"Я есмь жизнь, - кричит им Богиня, - жизнь, беспрестанно создающая и беспрестанно преобразующая всякую вещь! Где нет меня, там - смерть! Я мечта, я - утешение, я - надежда тех, кто страдает! Я иду к вам, чтобы разбить все оковы, которые давят вас, чтобы вырвать вас из объятий смерти и влить в ваши члены новую жизнь. Все, что живет, должно исчезнуть, это вечный закон природы, условие жизни, и я, вечная разрушительница, исполню этот закон и создам новую жизнь. Я разрушу до основания этот порядок вещей, ибо он рожден от греха, цвет его - нищета, и плоды его - преступление. Я разрушу всякое господство одного человека над другим, мертвых над живыми, материи над духом; я сокрушу силу Сильного, Закона, Собственности. Пусть у человека единственным господином будет своя собственная воля, единственным законом - свое собственное желание, единственным имуществом - своя собственная сила, ибо нет ничего священного, кроме свободного человека, и нет ничего выше его...
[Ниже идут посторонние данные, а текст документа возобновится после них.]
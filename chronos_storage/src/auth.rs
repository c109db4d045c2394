use std::collections::HashMap;

use async_trait::async_trait;
use chronos_models::{settings::AccountSettings, user::User};
use tokio::sync::RwLock;

use crate::error::AuthError;

/// Federated identity provider. A provider token is exchanged for a session
/// that scopes every store access.
#[async_trait]
pub trait AuthProvider: Send + Sync {
    async fn current_user(&self) -> Option<User>;
    async fn sign_in_with_token(&self, token: &str) -> Result<User, AuthError>;
    async fn sign_out(&self);
}

pub struct InMemoryAuthProvider {
    accounts: HashMap<String, User>,
    session: RwLock<Option<User>>,
}

impl InMemoryAuthProvider {
    pub fn new(accounts: impl IntoIterator<Item = (String, User)>) -> Self {
        Self {
            accounts: accounts.into_iter().collect(),
            session: RwLock::new(None),
        }
    }

    pub fn from_settings(accounts: &[AccountSettings]) -> Self {
        Self::new(accounts.iter().map(|account| {
            let user = User {
                id: account.uid.clone(),
                display_name: account.display_name.clone(),
                email: account.email.clone(),
            };
            (account.token.clone(), user)
        }))
    }

    /// Provider with a session already established, without going through a token.
    pub fn signed_in(user: User) -> Self {
        Self {
            accounts: HashMap::new(),
            session: RwLock::new(Some(user)),
        }
    }
}

#[async_trait]
impl AuthProvider for InMemoryAuthProvider {
    async fn current_user(&self) -> Option<User> {
        self.session.read().await.clone()
    }

    async fn sign_in_with_token(&self, token: &str) -> Result<User, AuthError> {
        let user = self
            .accounts
            .get(token)
            .cloned()
            .ok_or(AuthError::InvalidToken)?;

        log::info!("Signed in user {}", user.id);
        *self.session.write().await = Some(user.clone());

        Ok(user)
    }

    async fn sign_out(&self) {
        if let Some(user) = self.session.write().await.take() {
            log::info!("Signed out user {}", user.id);
        }
    }
}

#[cfg(test)]
mod tests {
    use super::*;

    fn provider() -> InMemoryAuthProvider {
        InMemoryAuthProvider::new([(
            "google-token".to_string(),
            User {
                id: "uid-1".to_string(),
                display_name: Some("Ada".to_string()),
                email: Some("ada@example.com".to_string()),
            },
        )])
    }

    #[tokio::test]
    async fn known_token_establishes_session() {
        let auth = provider();

        let user = auth.sign_in_with_token("google-token").await.unwrap();

        assert_eq!(user.id, "uid-1");
        assert_eq!(auth.current_user().await, Some(user));
    }

    #[tokio::test]
    async fn unknown_token_is_rejected() {
        let auth = provider();

        let result = auth.sign_in_with_token("forged").await;

        assert!(matches!(result, Err(AuthError::InvalidToken)));
        assert_eq!(auth.current_user().await, None);
    }

    #[tokio::test]
    async fn sign_out_clears_session() {
        let auth = provider();
        auth.sign_in_with_token("google-token").await.unwrap();

        auth.sign_out().await;

        assert_eq!(auth.current_user().await, None);
    }
}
Я разрушу порядок вещей, который делит человечество на враждующие народы, на сильных и слабых, на привилегированных и обездоленных, на богатых и бедных; ибо всех их он делает несчастными. Я разрушу порядок вещей, который миллионы человеческих существ делает рабами некоторых людей и этих некоторых - рабами их собственного могущества и богатства. Я разрушу порядок вещей, который отделяет наслаждение от труда и из труда делает бремя, а из наслаждения грех... Восстаньте же, народы земли, восстаньте, несчастные, угнетенные! Отныне есть только два народа: один, который следует за мной, другой, который против меня; первый я поведу к счастью, последний я смету в своем победоносном шествии; ибо я - Революция, я начало жизни, вечно творящей, единственный Бог, которого признают все существа, который управляет всем, что есть, который сеет повсюду жизнь и счастье".
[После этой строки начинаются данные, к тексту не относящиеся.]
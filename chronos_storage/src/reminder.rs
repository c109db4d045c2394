use std::sync::Arc;

use async_trait::async_trait;
use chronos_models::reminder::Reminder;

use crate::{
    auth::AuthProvider,
    document::{Document, DocumentListener, DocumentStore},
    error::{AuthError, StoreError},
};

#[async_trait]
pub trait ReminderStore: Send + Sync {
    /// Live sequence of the signed-in user's reminders.
    async fn list(&self) -> Result<ReminderSubscription, StoreError>;
    async fn add(&self, reminder: Reminder) -> Result<Reminder, StoreError>;
    async fn update(&self, reminder: Reminder) -> Result<Reminder, StoreError>;
    async fn delete(&self, id: &str) -> Result<(), StoreError>;
}

pub struct ReminderSubscription {
    listener: DocumentListener,
}

impl ReminderSubscription {
    pub async fn next(&mut self) -> Option<Vec<Reminder>> {
        let documents = self.listener.next().await?;
        Some(documents.into_iter().filter_map(decode_reminder).collect())
    }

    pub fn cancel(self) {
        self.listener.cancel();
    }
}

fn decode_reminder(document: Document) -> Option<Reminder> {
    match serde_json::from_value::<Reminder>(document.data) {
        Ok(reminder) => Some(Reminder {
            id: document.id,
            ..reminder
        }),
        Err(e) => {
            log::warn!("Skipping undecodable reminder document {}: {e}", document.id);
            None
        }
    }
}

/// Reminder store over a per-user document collection `users/{uid}/reminders`.
pub struct DocumentReminderStore {
    documents: Arc<dyn DocumentStore>,
    auth: Arc<dyn AuthProvider>,
}

impl DocumentReminderStore {
    pub fn new(documents: Arc<dyn DocumentStore>, auth: Arc<dyn AuthProvider>) -> Self {
        Self { documents, auth }
    }

    async fn collection(&self) -> Result<String, StoreError> {
        let user = self
            .auth
            .current_user()
            .await
            .ok_or(AuthError::NotSignedIn)?;

        Ok(format!("users/{}/reminders", user.id))
    }
}

#[async_trait]
impl ReminderStore for DocumentReminderStore {
    async fn list(&self) -> Result<ReminderSubscription, StoreError> {
        let collection = self.collection().await?;
        let listener = self.documents.listen(&collection).await?;

        Ok(ReminderSubscription { listener })
    }

    async fn add(&self, reminder: Reminder) -> Result<Reminder, StoreError> {
        let collection = self.collection().await?;

        if reminder.id.is_empty() {
            let data = serde_json::to_value(&reminder)?;
            let id = self.documents.add(&collection, data).await?;
            log::info!("Added reminder {id} with store-assigned id");
            return Ok(Reminder { id, ..reminder });
        }

        let data = serde_json::to_value(&reminder)?;
        self.documents.set(&collection, &reminder.id, data).await?;
        log::info!("Added reminder {}", reminder.id);

        Ok(reminder)
    }

    async fn update(&self, reminder: Reminder) -> Result<Reminder, StoreError> {
        if reminder.id.is_empty() {
            return Err(StoreError::MissingId);
        }

        let collection = self.collection().await?;
        let data = serde_json::to_value(&reminder)?;
        self.documents.set(&collection, &reminder.id, data).await?;
        log::info!("Updated reminder {}", reminder.id);

        Ok(reminder)
    }

    async fn delete(&self, id: &str) -> Result<(), StoreError> {
        let collection = self.collection().await?;
        self.documents.delete(&collection, id).await?;
        log::info!("Deleted reminder {id}");

        Ok(())
    }
}

#[cfg(test)]
mod tests {
    use chronos_models::{reminder::ReminderFireTime, user::User};
    use proptest::prelude::*;
    use serde_json::json;
    use test_strategy::proptest;

    use super::*;
    use crate::{auth::InMemoryAuthProvider, memory::InMemoryDocumentStore};

    fn user(id: &str) -> User {
        User {
            id: id.to_string(),
            display_name: None,
            email: None,
        }
    }

    fn reminder(id: &str, title: &str) -> Reminder {
        Reminder {
            id: id.to_string(),
            title: title.to_string(),
            fire_at: ReminderFireTime::from_millis(1_000).unwrap(),
            notes: None,
            image_url: None,
        }
    }

    fn signed_in_store() -> (Arc<InMemoryDocumentStore>, DocumentReminderStore) {
        let documents = Arc::new(InMemoryDocumentStore::new());
        let auth = Arc::new(InMemoryAuthProvider::signed_in(user("u1")));
        let store = DocumentReminderStore::new(documents.clone(), auth);
        (documents, store)
    }

    fn tokio_ct(future: impl Future<Output = Result<(), TestCaseError>>) -> Result<(), TestCaseError> {
        tokio::runtime::Builder::new_current_thread()
            .enable_all()
            .build()
            .unwrap()
            .block_on(future)
    }

    #[tokio::test]
    async fn operations_without_session_fail_with_auth_error() {
        let documents = Arc::new(InMemoryDocumentStore::new());
        let auth = Arc::new(InMemoryAuthProvider::new([]));
        let store = DocumentReminderStore::new(documents, auth);

        let result = store.add(reminder("r1", "t")).await;

        assert!(matches!(
            result,
            Err(StoreError::Auth(AuthError::NotSignedIn))
        ));
        assert!(store.list().await.is_err());
    }

    #[tokio::test]
    async fn reminders_are_scoped_to_user_collection() {
        let (documents, store) = signed_in_store();

        store.add(reminder("r1", "Dentist")).await.unwrap();

        let stored = documents.list("users/u1/reminders").await.unwrap();
        assert_eq!(stored.len(), 1);
        assert_eq!(stored[0].id, "r1");
    }

    #[tokio::test]
    async fn add_without_id_uses_store_assigned_id() {
        let (_, store) = signed_in_store();

        let added = store.add(reminder("", "Gym")).await.unwrap();
        let mut subscription = store.list().await.unwrap();
        let snapshot = subscription.next().await.unwrap();

        assert!(!added.id.is_empty());
        assert_eq!(snapshot[0].id, added.id);
    }

    #[tokio::test]
    async fn update_without_id_is_rejected() {
        let (_, store) = signed_in_store();

        let result = store.update(reminder("", "Gym")).await;

        assert!(matches!(result, Err(StoreError::MissingId)));
    }

    #[tokio::test]
    async fn undecodable_documents_are_skipped() {
        let (documents, store) = signed_in_store();
        documents
            .set("users/u1/reminders", "broken", json!({ "title": 5 }))
            .await
            .unwrap();
        store.add(reminder("r1", "ok")).await.unwrap();

        let mut subscription = store.list().await.unwrap();
        let snapshot = subscription.next().await.unwrap();

        assert_eq!(snapshot.len(), 1);
        assert_eq!(snapshot[0].id, "r1");
    }

    #[tokio::test]
    async fn delete_removes_from_live_sequence_and_tolerates_repeats() {
        let (_, store) = signed_in_store();
        store.add(reminder("r1", "a")).await.unwrap();
        let mut subscription = store.list().await.unwrap();
        subscription.next().await.unwrap();

        store.delete("r1").await.unwrap();
        store.delete("r1").await.unwrap();

        assert!(subscription.next().await.unwrap().is_empty());
    }

    #[proptest(async = tokio_ct)]
    async fn add_then_updates_converge_to_one_record(
        #[strategy("[a-z0-9]{1,8}")] id: String,
        #[strategy(proptest::collection::vec("[a-zA-Z ]{0,12}", 1..5))] titles: Vec<String>,
    ) {
        let (_, store) = signed_in_store();
        let mut subscription = store.list().await.unwrap();

        store.add(reminder(&id, "first")).await.unwrap();
        for title in &titles {
            store.update(reminder(&id, title)).await.unwrap();
        }

        // The watch channel keeps only the newest snapshot.
        let latest = subscription.next().await.unwrap();
        let matching: Vec<_> = latest.iter().filter(|r| r.id == id).collect();
        prop_assert_eq!(matching.len(), 1);
        prop_assert_eq!(&matching[0].title, titles.last().unwrap());
    }
}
В таком настроении, за месяц пред дрезденскими смутами, Вагнер ожидал наступления социального переворота, в котором он чаял возрождения человеческого рода. В "Соо6щении моим друзьям" он говорит, что в тот момент он оставил всякие литературные и музыкальные занятия, отказался продолжать свой проект реформы дрезденского театра, покидал с утра свой рабочий кабинет и бегал по полям, для того чтобы подавить свое волнение и убить в своем сердце всякое желание вмешаться в бьющуюся в агониях жизнь общества. В то время в Дрездене скрывался от преследований русской и австрийской полиций известный нигилист Бакунин, нашедший себе гостеприимство у Рекеля. Вагнер вступил с ним в сношения, водил его во время своих уединенных прогулок по окрестностям Дрездена и весьма сильно поддался тому удивительному очарованию, которое исходило от этого необыкновенного человека. Бакунин был революционер совершенно другого полета, чем Рекель: могучая воля этого великого агитатора, его пламенный идеализм, его громадный диалектический талант, его мрачная страсть к разрушению, его мечты о свободе и братстве всех людей произвели на Вагнера глубокое впечатление. Со своей стороны, Бакунин, хотя и решил с первого же взгляда, благодаря своему практическому знанию людей, что Вагнер является мечтателем, на которого не следует рассчитывать в каком-нибудь серьезном политическом деле, однако почувствовал к нему настоящую симпатию и проявил необыкновенный интерес к музыке, может быть, даже для того, чтобы угодить ему. Как-то в интимном разговоре с ним он сказал, что "современная цивилизация опротивела ему до того, что он хотел бы сделаться музыкантом", и уже окончательно овладел сердцем Вагнера, когда, прослушав симфонию с хорами, высказал такой афоризм: "Все разрушится, ничего не останется; одна только вещь не пройдет и будет существовать вечно, это - IX симфония Бетховена".
Франц Лист.
Наконец, в первых числах мая гроза разразилась. Во имя "имперской конституции", которая только что была вотирована франкфуртским парламентом, Дрезден восстал против министра-реакционера, отказавшегося объявить эту конституцию и решившегося силой подавить сопротивление саксонской демократии. 4 мая было объявлено в дрезденской ратуше временное правительство. Но власть его оказалась непродолжительной. Через несколько же дней с помощью прусских штыков, после упорной схватки на улицах, реакционеры победоносно вступили в Дрезден и с немилосердной строгостью расправились со всеми, кто так или иначе принимал участие в движении.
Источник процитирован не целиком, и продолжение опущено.